_Aim of the exercise_:
Return all lines from the entries below in which the word "subject" is present.

_Exercise data_:
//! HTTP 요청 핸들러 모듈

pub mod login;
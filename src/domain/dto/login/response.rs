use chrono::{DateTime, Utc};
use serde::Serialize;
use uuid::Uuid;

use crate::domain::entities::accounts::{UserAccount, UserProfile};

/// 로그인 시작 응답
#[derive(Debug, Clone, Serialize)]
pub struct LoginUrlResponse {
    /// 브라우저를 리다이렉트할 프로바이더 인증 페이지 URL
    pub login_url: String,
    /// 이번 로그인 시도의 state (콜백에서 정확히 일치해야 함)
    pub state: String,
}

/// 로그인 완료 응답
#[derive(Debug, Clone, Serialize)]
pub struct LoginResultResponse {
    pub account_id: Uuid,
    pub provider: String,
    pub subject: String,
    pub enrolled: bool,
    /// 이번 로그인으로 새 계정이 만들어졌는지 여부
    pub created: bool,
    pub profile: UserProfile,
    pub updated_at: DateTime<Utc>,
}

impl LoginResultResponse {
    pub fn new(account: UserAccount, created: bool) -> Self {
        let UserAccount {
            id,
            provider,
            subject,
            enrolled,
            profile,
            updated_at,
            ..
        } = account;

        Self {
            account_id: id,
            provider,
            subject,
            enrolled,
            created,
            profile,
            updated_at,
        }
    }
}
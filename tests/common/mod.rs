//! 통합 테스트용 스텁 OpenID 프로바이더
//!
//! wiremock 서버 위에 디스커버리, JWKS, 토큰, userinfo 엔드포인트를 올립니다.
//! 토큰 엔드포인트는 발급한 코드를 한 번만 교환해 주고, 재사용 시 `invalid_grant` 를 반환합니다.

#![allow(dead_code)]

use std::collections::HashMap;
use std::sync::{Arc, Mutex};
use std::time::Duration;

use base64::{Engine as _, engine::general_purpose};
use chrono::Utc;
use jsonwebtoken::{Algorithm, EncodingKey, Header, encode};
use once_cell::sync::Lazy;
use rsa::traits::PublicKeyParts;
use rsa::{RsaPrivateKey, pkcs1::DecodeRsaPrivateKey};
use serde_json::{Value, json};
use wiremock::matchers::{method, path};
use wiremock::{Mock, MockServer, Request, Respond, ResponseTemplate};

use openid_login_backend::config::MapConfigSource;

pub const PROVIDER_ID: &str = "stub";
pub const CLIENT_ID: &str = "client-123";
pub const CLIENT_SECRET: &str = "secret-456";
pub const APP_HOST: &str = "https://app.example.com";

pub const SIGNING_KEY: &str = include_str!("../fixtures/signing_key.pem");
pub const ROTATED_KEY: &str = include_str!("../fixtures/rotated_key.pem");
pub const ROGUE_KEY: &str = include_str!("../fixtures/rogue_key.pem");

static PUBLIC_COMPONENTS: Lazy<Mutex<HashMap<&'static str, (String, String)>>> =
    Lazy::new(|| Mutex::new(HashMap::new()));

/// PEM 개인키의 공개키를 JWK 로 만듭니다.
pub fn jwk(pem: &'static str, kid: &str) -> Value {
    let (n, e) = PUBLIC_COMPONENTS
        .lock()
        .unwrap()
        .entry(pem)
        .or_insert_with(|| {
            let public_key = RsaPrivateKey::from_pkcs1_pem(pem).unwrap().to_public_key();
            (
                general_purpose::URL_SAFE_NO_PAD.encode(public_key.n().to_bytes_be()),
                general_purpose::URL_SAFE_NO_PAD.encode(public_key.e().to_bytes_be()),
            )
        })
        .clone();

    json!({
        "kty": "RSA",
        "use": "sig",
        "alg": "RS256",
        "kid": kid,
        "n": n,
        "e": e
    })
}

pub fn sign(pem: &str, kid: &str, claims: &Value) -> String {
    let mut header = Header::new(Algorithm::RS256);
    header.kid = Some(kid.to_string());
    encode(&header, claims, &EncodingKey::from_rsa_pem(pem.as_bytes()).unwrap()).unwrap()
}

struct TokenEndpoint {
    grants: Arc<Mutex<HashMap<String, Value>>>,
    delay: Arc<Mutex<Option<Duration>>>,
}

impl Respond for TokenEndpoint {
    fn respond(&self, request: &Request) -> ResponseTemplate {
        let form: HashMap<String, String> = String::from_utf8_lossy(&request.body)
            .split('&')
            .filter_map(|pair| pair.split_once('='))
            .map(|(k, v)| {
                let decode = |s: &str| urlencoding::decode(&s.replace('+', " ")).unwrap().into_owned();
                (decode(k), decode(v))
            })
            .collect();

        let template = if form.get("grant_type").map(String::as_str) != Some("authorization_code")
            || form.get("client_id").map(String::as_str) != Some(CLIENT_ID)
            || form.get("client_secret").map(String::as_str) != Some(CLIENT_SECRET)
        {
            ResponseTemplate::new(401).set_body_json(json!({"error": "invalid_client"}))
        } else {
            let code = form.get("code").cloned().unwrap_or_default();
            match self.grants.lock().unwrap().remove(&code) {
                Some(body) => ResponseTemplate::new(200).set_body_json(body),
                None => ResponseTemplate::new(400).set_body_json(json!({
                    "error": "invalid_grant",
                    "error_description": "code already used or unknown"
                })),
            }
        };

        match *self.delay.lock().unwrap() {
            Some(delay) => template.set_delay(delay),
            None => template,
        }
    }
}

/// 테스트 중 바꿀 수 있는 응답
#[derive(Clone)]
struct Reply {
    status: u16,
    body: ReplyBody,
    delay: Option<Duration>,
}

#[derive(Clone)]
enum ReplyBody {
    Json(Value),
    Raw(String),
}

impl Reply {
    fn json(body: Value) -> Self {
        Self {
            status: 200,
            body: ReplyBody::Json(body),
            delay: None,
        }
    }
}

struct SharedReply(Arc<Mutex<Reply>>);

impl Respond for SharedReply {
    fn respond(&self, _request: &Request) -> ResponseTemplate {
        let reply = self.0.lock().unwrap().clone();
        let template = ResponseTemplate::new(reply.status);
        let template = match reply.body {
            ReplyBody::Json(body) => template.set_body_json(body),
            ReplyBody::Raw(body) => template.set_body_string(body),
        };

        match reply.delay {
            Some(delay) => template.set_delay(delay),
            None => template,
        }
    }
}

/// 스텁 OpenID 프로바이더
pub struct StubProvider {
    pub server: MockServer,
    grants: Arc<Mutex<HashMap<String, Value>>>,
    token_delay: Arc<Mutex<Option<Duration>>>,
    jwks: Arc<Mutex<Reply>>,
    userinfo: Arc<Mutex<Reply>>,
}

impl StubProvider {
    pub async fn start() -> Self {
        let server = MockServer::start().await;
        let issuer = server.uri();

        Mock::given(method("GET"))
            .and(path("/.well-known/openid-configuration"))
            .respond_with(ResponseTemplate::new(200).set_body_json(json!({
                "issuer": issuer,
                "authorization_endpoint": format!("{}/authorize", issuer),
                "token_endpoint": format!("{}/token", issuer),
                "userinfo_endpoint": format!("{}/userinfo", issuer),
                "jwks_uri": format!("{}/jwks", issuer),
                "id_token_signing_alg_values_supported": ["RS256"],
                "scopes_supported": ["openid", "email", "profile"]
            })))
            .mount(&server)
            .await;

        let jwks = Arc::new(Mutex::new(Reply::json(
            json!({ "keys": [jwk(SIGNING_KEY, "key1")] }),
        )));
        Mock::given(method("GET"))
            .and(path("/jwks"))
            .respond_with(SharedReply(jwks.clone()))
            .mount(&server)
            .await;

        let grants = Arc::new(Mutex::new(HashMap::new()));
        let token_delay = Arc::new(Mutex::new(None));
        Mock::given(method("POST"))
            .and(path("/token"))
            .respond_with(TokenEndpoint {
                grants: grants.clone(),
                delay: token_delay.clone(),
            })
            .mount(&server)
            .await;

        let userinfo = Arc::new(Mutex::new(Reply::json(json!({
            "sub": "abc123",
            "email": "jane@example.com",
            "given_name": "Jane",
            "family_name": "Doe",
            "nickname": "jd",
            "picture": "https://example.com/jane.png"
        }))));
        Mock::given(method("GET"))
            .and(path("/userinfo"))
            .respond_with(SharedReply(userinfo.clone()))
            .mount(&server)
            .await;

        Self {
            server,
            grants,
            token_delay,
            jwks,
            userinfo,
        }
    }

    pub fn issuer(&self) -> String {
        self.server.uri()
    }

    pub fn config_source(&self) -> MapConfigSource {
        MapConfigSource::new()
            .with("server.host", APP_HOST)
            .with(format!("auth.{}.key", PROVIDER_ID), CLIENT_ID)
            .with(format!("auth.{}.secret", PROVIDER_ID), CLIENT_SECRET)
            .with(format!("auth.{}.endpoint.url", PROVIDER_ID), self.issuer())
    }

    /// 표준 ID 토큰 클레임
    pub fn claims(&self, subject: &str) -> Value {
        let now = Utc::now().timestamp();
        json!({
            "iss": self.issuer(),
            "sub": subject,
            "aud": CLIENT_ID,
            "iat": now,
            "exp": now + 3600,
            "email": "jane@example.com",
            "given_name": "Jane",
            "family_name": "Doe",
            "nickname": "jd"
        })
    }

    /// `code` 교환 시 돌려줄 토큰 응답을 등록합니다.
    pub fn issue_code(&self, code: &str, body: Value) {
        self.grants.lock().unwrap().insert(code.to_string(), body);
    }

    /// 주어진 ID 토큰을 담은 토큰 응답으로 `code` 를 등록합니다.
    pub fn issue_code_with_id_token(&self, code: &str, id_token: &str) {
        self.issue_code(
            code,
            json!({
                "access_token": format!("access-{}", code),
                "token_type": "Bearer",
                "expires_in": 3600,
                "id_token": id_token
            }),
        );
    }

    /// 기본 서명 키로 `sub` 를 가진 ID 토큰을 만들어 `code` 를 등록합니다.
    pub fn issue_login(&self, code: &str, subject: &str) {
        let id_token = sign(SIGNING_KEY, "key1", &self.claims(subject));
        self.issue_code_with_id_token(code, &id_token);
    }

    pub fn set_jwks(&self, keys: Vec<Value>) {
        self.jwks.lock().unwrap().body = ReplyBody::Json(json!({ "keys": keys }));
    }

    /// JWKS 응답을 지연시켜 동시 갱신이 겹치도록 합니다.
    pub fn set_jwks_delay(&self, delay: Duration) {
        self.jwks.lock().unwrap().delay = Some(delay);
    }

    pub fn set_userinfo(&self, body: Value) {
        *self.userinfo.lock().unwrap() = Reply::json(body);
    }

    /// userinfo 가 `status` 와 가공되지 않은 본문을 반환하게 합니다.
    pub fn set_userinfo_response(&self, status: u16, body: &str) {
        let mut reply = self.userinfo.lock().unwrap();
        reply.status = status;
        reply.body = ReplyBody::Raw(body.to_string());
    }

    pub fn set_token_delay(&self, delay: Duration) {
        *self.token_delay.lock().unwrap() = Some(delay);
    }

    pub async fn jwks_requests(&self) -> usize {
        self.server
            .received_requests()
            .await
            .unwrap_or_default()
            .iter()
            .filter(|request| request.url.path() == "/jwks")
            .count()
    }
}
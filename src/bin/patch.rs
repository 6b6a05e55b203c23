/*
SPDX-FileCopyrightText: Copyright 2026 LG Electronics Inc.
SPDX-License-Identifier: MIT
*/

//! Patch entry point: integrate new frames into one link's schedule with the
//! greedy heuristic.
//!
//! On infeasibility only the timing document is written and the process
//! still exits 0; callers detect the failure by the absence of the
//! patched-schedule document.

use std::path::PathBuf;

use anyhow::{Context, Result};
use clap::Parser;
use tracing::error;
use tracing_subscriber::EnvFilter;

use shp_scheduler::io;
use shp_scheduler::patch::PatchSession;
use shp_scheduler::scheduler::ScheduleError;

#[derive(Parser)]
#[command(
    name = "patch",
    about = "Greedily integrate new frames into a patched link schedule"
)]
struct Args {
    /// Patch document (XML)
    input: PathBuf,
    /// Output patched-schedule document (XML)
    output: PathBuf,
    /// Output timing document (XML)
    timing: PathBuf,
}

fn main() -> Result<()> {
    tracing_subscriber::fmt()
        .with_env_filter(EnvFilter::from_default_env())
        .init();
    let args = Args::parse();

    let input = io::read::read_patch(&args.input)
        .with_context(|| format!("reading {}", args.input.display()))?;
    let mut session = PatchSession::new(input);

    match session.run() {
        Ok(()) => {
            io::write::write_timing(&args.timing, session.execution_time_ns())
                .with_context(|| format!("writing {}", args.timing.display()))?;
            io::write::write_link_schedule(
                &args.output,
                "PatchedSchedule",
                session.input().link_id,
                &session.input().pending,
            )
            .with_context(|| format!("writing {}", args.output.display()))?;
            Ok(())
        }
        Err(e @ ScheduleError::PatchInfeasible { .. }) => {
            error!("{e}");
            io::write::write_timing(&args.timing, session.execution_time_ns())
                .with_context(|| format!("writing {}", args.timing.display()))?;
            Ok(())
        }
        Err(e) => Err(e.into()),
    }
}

_Response to the task_:
    pub subject: String,
            subject,
            subject,
    pub fn claims(&self, subject: &str) -> Value {
            "sub": subject,
    pub fn issue_login(&self, code: &str, subject: &str) {
        let id_token = sign(SIGNING_KEY, "key1", &self.claims(subject));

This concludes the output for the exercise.